→ **ASSIGNED TASK**: Below are entries. Copy exactly the lines running from the line that holds "pub fn with_idle_wait_ms(mut" to the line that holds "if self.idle_wait_ms == 0", with both ends included.

══ TASK MATERIAL ══

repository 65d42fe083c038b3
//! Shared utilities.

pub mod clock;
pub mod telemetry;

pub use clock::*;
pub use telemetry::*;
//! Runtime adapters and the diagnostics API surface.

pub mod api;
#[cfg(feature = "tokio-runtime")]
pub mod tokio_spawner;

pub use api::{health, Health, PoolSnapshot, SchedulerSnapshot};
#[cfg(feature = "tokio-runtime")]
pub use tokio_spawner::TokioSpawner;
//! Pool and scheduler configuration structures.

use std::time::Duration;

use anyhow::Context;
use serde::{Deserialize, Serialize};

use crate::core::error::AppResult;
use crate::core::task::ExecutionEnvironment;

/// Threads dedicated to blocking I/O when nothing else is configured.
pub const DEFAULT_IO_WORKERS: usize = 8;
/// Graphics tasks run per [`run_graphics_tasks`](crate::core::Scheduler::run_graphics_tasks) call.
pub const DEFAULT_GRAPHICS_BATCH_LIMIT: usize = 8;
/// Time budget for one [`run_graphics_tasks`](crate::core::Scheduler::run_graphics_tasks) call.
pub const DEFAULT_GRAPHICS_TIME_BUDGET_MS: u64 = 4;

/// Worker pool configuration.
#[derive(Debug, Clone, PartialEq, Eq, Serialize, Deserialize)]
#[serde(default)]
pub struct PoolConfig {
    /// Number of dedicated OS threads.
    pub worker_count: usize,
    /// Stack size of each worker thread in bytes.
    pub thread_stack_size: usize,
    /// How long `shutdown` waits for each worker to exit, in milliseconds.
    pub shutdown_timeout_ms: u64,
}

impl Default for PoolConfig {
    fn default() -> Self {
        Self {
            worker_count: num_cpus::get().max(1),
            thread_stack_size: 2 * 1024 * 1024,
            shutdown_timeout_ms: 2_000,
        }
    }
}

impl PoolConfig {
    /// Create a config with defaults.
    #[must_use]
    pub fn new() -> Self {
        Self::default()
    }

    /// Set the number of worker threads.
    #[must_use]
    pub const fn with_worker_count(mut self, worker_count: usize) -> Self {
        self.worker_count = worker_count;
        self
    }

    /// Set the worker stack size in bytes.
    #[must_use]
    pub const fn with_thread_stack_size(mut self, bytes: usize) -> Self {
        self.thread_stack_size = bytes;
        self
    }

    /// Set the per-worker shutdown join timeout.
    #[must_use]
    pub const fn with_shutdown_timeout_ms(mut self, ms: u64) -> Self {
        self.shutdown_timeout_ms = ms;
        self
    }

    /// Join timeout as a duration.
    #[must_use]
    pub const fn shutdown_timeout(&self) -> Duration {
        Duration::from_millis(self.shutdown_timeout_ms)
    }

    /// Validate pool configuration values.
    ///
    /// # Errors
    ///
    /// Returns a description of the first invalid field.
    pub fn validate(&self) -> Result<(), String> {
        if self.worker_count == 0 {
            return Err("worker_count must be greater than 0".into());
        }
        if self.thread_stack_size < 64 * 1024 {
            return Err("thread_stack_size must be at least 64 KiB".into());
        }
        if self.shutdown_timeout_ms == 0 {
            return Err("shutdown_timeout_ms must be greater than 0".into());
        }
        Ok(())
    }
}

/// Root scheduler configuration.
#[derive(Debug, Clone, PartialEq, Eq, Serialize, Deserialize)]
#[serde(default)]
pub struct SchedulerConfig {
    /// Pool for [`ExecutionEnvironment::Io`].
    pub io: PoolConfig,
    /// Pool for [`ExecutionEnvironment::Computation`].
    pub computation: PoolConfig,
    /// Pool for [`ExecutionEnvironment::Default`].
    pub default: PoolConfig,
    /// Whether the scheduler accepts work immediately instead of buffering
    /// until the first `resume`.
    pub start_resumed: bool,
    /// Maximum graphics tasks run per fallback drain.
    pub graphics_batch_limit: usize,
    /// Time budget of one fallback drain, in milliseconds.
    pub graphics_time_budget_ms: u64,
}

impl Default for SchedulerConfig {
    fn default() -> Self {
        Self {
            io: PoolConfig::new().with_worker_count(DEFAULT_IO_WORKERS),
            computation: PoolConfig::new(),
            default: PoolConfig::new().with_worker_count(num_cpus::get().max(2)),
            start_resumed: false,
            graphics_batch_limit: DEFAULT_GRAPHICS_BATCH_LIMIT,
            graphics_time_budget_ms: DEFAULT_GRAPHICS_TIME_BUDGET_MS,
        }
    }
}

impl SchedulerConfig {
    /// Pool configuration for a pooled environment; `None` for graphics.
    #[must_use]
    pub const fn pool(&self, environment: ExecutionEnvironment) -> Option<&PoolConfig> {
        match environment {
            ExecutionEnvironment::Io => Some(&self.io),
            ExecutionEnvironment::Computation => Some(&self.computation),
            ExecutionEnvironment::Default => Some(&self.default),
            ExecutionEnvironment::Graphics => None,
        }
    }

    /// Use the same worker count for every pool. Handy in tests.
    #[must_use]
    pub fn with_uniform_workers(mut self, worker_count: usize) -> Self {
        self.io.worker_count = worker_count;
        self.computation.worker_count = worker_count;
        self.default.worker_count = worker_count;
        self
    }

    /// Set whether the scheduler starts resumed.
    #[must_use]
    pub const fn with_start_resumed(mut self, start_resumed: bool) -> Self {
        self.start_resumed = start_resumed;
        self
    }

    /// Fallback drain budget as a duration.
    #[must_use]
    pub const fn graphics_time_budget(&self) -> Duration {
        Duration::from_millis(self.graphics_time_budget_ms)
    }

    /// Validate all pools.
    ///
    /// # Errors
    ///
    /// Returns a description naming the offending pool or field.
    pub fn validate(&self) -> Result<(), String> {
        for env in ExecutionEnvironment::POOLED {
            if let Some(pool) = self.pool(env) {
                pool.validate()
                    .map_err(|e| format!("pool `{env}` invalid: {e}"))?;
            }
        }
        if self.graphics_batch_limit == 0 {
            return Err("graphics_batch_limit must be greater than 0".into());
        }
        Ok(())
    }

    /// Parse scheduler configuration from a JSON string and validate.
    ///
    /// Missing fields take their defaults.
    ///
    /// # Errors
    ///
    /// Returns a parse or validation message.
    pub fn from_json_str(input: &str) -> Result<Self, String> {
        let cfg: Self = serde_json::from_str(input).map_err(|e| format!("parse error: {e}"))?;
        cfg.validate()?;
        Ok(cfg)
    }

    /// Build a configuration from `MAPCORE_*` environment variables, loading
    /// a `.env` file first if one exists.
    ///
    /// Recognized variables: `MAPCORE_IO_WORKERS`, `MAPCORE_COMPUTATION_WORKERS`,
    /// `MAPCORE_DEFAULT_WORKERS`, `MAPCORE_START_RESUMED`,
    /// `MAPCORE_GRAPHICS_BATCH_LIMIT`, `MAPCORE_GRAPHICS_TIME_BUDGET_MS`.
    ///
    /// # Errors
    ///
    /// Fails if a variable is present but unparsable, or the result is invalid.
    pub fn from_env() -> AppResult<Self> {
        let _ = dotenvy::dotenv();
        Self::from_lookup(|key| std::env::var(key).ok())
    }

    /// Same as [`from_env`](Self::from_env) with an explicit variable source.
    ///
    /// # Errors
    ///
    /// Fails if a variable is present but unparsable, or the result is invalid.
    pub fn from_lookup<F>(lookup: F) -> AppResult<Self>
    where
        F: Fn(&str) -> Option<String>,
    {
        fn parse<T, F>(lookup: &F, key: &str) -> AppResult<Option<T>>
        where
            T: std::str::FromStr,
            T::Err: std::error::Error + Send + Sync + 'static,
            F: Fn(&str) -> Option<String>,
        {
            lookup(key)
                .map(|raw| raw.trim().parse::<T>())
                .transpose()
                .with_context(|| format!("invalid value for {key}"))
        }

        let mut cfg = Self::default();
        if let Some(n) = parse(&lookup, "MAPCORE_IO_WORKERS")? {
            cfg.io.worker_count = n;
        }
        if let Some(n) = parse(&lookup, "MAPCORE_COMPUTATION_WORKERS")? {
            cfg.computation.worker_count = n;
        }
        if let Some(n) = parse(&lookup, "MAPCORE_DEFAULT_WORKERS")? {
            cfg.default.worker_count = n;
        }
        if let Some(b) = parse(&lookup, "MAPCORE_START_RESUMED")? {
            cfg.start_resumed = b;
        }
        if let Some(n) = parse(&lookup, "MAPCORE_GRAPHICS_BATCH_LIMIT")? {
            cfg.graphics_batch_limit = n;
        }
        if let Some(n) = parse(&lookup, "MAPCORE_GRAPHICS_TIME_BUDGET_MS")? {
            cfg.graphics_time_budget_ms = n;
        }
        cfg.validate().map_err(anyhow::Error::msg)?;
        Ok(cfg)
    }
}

═══
══ TASK MATERIAL ══

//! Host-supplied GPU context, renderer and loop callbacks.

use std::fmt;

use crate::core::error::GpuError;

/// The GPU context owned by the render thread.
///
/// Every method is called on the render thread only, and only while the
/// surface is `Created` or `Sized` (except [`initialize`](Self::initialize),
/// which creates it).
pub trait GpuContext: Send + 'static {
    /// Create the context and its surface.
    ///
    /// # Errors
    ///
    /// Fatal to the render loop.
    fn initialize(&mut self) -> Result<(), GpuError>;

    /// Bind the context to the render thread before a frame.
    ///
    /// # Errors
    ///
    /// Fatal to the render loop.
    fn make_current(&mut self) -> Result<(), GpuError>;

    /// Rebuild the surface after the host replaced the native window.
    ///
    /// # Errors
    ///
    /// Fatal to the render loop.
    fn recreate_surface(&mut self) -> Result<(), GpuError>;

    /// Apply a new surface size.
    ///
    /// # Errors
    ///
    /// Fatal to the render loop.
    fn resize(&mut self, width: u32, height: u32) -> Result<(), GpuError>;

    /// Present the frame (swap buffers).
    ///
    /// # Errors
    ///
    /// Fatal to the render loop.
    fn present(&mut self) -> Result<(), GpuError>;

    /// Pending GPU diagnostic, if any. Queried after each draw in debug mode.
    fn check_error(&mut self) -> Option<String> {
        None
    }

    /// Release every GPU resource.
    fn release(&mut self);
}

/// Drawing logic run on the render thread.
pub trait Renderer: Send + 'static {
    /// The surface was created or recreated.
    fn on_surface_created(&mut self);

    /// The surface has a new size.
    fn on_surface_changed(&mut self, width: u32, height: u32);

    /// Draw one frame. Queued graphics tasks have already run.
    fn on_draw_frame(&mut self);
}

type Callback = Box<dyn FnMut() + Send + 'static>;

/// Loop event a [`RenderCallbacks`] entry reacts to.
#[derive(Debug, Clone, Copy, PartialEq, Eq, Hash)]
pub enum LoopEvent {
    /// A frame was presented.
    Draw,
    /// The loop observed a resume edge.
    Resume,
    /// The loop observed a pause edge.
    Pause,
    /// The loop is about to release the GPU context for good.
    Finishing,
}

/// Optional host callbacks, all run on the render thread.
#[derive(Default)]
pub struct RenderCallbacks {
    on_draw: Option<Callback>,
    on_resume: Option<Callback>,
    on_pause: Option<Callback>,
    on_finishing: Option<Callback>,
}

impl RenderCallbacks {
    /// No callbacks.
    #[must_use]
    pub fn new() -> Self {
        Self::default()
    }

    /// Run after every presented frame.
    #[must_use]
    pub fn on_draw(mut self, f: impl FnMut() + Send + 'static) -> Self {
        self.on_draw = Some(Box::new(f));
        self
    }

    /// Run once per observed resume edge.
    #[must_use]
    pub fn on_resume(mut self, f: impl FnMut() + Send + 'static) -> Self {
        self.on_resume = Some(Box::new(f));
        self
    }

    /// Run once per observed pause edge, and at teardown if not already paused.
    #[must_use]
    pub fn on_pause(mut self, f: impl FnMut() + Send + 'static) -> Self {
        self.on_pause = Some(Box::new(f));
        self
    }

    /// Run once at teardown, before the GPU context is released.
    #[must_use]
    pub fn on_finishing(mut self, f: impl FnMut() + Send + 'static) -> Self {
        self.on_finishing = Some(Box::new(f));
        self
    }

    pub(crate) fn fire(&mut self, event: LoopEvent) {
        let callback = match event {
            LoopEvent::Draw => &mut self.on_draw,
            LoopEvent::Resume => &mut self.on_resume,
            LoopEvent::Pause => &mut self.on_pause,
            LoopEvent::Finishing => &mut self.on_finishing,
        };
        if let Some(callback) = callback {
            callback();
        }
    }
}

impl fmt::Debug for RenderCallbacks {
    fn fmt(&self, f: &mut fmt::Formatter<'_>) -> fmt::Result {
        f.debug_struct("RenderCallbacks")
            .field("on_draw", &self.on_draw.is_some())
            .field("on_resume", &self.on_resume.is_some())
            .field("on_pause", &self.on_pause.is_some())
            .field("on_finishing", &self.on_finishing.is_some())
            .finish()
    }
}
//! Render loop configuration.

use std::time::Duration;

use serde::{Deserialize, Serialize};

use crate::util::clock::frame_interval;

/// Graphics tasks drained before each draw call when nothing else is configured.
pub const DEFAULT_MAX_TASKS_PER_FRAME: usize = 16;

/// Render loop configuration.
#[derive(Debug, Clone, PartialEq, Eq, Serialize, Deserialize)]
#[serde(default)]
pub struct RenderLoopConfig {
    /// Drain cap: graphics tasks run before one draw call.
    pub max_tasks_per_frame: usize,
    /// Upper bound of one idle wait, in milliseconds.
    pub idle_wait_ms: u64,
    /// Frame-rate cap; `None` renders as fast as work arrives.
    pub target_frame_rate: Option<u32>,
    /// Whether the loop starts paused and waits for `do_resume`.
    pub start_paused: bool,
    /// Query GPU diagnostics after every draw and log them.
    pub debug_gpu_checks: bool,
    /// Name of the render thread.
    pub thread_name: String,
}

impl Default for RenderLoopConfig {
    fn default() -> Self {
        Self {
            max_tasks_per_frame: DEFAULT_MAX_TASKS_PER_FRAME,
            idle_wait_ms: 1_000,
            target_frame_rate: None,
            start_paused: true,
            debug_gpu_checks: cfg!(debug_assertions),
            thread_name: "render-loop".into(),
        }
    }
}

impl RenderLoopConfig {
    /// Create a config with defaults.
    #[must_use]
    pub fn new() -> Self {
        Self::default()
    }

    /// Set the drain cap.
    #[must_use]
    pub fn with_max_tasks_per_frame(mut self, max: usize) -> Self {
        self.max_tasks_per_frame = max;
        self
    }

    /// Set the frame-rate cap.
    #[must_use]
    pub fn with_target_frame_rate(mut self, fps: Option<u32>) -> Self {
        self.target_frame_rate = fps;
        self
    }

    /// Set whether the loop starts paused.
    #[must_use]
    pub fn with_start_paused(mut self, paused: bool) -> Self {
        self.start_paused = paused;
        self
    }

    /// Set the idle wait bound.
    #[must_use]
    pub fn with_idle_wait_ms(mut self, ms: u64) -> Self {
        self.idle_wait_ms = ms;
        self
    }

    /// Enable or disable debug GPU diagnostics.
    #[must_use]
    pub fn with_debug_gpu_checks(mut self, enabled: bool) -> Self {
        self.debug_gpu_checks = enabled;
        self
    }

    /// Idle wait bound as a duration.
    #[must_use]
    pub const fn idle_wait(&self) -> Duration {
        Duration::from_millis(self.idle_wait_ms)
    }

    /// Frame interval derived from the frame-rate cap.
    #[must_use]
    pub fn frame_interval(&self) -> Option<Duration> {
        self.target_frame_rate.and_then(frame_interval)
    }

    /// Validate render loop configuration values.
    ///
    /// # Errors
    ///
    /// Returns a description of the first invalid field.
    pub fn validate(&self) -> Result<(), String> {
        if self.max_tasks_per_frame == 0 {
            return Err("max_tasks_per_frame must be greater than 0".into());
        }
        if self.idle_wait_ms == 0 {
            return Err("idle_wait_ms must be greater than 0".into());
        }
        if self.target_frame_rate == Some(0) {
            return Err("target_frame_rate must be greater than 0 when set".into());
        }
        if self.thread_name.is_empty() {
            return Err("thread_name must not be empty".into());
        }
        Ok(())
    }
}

═══

→ **WRITTEN ANSWER**:
    pub fn with_idle_wait_ms(mut self, ms: u64) -> Self {
        self.idle_wait_ms = ms;
        self
    }

    /// Enable or disable debug GPU diagnostics.
    #[must_use]
    pub fn with_debug_gpu_checks(mut self, enabled: bool) -> Self {
        self.debug_gpu_checks = enabled;
        self
    }

    /// Idle wait bound as a duration.
    #[must_use]
    pub const fn idle_wait(&self) -> Duration {
        Duration::from_millis(self.idle_wait_ms)
    }

    /// Frame interval derived from the frame-rate cap.
    #[must_use]
    pub fn frame_interval(&self) -> Option<Duration> {
        self.target_frame_rate.and_then(frame_interval)
    }

    /// Validate render loop configuration values.
    ///
    /// # Errors
    ///
    /// Returns a description of the first invalid field.
    pub fn validate(&self) -> Result<(), String> {
        if self.max_tasks_per_frame == 0 {
            return Err("max_tasks_per_frame must be greater than 0".into());
        }
        if self.idle_wait_ms == 0 {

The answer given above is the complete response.